§ Goal of the exercise:
Return the data below exactly, but only from the line containing "Self(vld1q_f32(src))" through the line containing "let sum = M128::load(a.as_ptr().add(i))", with both of those lines included.

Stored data
== Segment start ==
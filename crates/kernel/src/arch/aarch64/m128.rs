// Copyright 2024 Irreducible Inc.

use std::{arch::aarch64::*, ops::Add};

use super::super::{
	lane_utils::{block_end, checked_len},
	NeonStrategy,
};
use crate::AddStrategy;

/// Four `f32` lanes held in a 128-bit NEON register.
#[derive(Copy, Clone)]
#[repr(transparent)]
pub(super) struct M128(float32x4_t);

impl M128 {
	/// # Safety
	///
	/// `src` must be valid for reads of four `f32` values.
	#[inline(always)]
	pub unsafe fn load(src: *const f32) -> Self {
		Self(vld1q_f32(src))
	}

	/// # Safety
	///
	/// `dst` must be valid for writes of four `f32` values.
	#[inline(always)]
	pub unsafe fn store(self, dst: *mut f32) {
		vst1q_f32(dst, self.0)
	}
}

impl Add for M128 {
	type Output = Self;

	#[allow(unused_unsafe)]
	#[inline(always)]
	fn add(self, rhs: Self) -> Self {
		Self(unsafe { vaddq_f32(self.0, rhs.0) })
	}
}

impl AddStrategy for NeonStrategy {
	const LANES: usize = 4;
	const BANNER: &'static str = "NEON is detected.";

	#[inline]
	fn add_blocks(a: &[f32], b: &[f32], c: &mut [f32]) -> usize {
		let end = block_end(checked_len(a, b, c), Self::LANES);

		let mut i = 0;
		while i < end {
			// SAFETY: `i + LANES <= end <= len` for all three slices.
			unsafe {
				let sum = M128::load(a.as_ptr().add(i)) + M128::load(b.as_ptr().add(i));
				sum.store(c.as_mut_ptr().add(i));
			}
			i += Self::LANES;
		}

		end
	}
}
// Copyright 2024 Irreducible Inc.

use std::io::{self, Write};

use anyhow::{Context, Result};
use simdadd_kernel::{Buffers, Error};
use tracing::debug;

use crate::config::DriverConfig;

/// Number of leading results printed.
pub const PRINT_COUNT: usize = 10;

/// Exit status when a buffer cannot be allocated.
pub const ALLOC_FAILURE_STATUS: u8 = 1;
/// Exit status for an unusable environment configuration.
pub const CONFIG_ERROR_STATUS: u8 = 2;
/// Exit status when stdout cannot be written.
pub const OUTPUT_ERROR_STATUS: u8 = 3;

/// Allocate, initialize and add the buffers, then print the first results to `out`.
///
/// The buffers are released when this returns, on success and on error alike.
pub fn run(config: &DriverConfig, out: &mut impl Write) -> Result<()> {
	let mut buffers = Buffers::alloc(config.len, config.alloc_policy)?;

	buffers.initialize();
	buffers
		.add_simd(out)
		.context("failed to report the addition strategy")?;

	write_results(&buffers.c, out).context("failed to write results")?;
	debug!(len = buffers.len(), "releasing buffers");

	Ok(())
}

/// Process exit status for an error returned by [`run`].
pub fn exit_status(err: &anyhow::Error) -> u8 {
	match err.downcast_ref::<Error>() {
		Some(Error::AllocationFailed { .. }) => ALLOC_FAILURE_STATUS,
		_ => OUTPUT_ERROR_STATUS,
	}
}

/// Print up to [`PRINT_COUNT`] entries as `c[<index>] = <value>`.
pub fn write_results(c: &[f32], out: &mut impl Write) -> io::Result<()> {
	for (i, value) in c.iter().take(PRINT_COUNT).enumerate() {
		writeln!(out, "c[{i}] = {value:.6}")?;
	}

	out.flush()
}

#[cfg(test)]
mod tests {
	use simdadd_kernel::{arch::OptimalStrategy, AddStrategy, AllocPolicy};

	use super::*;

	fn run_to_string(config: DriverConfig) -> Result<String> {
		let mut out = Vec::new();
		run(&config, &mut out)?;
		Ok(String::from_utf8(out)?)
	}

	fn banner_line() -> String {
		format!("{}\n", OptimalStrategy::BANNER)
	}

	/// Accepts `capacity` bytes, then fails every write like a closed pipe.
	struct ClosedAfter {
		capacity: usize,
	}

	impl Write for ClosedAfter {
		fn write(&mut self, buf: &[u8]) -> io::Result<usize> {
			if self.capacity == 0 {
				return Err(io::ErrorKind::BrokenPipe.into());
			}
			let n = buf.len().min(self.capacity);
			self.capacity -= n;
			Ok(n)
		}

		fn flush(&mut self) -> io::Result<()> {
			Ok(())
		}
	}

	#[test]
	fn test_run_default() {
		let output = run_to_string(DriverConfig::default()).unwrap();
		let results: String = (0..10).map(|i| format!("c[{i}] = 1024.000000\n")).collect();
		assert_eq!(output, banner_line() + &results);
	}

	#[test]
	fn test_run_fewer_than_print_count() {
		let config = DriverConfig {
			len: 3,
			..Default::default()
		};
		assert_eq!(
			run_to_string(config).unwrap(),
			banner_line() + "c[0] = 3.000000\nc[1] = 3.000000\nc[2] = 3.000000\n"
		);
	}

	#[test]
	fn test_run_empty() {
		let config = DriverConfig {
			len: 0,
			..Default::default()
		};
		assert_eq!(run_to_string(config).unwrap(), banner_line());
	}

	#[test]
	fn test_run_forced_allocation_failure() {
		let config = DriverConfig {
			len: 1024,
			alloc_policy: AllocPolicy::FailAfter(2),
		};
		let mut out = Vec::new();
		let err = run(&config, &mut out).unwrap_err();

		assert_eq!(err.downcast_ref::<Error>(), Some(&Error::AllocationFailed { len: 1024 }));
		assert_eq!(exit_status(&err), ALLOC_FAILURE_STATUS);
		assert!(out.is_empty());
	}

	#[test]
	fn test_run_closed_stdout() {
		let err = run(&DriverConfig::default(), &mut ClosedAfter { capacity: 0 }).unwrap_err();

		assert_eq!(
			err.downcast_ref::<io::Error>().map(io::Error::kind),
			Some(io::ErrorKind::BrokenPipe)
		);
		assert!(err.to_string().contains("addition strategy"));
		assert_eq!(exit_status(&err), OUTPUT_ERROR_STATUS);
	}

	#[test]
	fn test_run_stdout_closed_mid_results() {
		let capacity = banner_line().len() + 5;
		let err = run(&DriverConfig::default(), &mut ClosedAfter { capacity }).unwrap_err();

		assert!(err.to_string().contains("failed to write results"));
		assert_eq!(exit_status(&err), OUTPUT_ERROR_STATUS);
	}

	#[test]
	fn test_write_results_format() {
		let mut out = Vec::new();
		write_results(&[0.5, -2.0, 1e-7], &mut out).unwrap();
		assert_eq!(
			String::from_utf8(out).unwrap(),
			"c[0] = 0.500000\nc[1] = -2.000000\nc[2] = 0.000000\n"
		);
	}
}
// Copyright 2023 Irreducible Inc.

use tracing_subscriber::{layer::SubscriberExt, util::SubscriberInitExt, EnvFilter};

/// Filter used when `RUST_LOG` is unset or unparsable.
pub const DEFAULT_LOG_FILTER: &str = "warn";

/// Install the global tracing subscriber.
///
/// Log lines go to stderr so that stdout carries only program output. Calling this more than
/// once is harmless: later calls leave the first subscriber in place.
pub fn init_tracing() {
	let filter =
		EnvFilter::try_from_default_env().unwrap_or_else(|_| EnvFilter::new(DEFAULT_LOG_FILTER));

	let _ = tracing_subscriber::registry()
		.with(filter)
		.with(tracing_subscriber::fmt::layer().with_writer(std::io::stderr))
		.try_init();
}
== Segment end ==
== Segment start ==
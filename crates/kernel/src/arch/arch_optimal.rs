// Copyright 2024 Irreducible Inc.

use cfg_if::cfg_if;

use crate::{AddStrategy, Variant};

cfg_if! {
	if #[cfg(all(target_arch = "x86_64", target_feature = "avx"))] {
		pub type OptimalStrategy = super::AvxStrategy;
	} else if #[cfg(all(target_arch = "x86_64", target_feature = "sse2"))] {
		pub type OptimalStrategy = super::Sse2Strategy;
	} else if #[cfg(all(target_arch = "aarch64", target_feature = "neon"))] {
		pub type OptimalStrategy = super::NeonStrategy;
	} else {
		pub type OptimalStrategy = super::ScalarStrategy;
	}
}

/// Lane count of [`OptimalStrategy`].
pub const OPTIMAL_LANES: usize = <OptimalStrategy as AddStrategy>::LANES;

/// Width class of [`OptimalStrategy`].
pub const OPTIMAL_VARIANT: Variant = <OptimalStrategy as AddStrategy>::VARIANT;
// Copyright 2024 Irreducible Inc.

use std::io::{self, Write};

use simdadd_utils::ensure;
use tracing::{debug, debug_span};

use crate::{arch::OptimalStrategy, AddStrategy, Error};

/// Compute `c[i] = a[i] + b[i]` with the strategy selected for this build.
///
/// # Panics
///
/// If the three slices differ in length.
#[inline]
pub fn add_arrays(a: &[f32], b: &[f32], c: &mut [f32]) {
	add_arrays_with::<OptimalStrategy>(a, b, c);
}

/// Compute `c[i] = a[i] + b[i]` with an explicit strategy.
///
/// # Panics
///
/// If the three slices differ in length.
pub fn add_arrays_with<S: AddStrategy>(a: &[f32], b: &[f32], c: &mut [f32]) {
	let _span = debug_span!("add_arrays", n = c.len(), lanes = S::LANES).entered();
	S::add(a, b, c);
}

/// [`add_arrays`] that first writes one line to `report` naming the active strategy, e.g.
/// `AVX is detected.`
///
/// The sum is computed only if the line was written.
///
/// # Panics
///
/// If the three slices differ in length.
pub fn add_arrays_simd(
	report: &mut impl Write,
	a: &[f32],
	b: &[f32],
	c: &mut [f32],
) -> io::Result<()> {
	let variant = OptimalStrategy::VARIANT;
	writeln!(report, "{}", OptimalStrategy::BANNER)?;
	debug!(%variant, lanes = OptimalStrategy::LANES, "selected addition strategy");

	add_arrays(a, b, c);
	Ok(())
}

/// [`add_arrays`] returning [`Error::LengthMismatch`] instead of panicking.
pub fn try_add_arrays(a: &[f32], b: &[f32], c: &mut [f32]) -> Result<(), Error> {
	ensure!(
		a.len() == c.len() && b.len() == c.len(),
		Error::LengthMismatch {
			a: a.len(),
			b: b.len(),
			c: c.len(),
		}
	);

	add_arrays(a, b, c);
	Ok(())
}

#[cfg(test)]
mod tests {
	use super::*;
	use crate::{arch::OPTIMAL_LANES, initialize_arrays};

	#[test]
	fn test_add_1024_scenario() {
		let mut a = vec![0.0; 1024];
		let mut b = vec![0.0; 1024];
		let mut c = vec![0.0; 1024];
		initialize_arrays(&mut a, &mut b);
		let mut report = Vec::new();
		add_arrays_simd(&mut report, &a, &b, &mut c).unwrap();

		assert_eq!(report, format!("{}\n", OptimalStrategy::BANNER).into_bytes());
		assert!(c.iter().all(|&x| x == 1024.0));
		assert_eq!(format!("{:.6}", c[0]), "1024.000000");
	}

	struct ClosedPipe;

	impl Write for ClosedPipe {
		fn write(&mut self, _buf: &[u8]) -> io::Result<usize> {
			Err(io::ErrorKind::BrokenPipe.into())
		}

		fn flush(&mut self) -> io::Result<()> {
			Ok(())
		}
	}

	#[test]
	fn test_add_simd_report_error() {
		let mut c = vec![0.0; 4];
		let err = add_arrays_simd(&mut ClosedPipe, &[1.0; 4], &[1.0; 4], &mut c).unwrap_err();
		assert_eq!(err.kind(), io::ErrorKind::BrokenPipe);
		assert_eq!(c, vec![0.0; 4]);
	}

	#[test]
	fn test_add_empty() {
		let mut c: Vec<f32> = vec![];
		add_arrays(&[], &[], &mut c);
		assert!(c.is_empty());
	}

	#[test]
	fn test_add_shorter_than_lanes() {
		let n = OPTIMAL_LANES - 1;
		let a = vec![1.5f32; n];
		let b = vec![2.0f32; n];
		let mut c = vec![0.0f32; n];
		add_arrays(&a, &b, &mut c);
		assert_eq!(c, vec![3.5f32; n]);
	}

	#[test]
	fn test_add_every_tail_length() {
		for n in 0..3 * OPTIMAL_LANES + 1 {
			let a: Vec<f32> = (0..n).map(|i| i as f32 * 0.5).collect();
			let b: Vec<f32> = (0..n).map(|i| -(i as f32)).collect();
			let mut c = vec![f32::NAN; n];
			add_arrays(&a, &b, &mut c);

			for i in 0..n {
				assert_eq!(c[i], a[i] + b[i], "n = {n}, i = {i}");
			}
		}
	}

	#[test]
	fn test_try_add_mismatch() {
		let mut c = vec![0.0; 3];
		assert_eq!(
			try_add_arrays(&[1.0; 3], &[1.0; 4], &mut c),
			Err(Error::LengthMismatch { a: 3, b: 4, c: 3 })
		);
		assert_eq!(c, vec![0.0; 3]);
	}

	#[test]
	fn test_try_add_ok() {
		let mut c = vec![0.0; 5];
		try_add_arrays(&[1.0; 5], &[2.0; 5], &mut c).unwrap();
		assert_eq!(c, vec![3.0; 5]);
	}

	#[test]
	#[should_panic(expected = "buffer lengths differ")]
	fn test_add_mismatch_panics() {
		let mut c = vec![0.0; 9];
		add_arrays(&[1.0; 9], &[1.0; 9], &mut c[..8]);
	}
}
== Segment end ==
== Segment start ==
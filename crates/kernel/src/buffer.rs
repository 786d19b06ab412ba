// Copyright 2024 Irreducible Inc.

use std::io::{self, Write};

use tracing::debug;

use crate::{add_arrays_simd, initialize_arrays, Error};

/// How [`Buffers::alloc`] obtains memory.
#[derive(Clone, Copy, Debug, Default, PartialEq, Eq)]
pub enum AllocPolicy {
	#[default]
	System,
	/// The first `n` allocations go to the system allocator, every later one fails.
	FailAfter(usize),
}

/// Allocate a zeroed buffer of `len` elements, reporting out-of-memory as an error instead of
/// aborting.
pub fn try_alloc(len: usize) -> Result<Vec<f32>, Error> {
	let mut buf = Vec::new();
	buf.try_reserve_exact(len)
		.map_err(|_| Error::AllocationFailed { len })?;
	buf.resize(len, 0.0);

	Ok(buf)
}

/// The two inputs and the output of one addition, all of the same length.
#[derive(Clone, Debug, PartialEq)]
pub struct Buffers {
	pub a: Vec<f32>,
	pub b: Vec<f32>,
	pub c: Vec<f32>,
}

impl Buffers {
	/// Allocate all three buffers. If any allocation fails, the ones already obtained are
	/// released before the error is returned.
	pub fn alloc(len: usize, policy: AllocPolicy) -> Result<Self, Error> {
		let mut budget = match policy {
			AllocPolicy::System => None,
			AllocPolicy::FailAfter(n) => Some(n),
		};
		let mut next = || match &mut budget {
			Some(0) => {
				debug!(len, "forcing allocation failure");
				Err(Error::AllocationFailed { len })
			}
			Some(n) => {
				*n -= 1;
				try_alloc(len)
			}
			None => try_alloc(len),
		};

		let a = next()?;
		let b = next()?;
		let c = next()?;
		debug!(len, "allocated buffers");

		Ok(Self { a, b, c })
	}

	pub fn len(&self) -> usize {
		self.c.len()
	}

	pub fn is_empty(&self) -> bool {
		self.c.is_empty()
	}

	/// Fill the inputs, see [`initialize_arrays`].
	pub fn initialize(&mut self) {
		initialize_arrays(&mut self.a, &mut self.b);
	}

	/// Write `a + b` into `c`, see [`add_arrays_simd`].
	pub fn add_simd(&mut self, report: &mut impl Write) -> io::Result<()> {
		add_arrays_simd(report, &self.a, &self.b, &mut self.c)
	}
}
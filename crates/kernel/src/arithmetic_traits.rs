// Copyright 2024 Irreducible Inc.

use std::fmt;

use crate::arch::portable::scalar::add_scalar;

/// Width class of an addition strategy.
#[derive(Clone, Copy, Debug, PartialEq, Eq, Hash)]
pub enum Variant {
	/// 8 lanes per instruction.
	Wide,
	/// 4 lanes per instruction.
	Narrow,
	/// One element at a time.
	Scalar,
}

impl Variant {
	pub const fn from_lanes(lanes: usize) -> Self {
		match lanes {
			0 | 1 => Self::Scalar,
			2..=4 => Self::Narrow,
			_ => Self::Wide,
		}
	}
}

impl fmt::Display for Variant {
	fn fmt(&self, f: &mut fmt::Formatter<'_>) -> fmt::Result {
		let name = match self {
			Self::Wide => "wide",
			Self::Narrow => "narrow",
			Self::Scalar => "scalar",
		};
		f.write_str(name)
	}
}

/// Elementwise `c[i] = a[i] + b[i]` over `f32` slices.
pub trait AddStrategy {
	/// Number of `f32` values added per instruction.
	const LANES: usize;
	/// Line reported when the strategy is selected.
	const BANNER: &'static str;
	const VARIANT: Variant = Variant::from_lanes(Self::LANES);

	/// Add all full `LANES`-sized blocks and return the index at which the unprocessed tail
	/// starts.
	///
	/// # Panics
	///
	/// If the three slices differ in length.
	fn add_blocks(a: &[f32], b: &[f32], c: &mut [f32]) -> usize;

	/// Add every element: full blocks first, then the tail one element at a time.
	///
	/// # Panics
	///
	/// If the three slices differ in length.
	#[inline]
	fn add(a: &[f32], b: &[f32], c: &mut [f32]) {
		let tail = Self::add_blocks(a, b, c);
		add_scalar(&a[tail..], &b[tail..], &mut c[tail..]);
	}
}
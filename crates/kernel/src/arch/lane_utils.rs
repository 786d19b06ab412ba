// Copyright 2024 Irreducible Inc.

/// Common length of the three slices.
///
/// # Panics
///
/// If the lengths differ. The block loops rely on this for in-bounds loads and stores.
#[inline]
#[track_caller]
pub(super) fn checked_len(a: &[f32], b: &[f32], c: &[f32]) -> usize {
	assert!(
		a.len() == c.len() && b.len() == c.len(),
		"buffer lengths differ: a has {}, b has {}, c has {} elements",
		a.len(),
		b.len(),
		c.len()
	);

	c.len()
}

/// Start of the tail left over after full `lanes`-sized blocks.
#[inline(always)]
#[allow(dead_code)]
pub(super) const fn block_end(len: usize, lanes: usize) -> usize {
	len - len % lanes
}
== Segment end ==
§ Answer to the exercise:
		Self(vld1q_f32(src))
	}

	/// # Safety
	///
	/// `dst` must be valid for writes of four `f32` values.
	#[inline(always)]
	pub unsafe fn store(self, dst: *mut f32) {
		vst1q_f32(dst, self.0)
	}
}

impl Add for M128 {
	type Output = Self;

	#[allow(unused_unsafe)]
	#[inline(always)]
	fn add(self, rhs: Self) -> Self {
		Self(unsafe { vaddq_f32(self.0, rhs.0) })
	}
}

impl AddStrategy for NeonStrategy {
	const LANES: usize = 4;
	const BANNER: &'static str = "NEON is detected.";

	#[inline]
	fn add_blocks(a: &[f32], b: &[f32], c: &mut [f32]) -> usize {
		let end = block_end(checked_len(a, b, c), Self::LANES);

		let mut i = 0;
		while i < end {
			// SAFETY: `i + LANES <= end <= len` for all three slices.
			unsafe {
				let sum = M128::load(a.as_ptr().add(i)) + M128::load(b.as_ptr().add(i));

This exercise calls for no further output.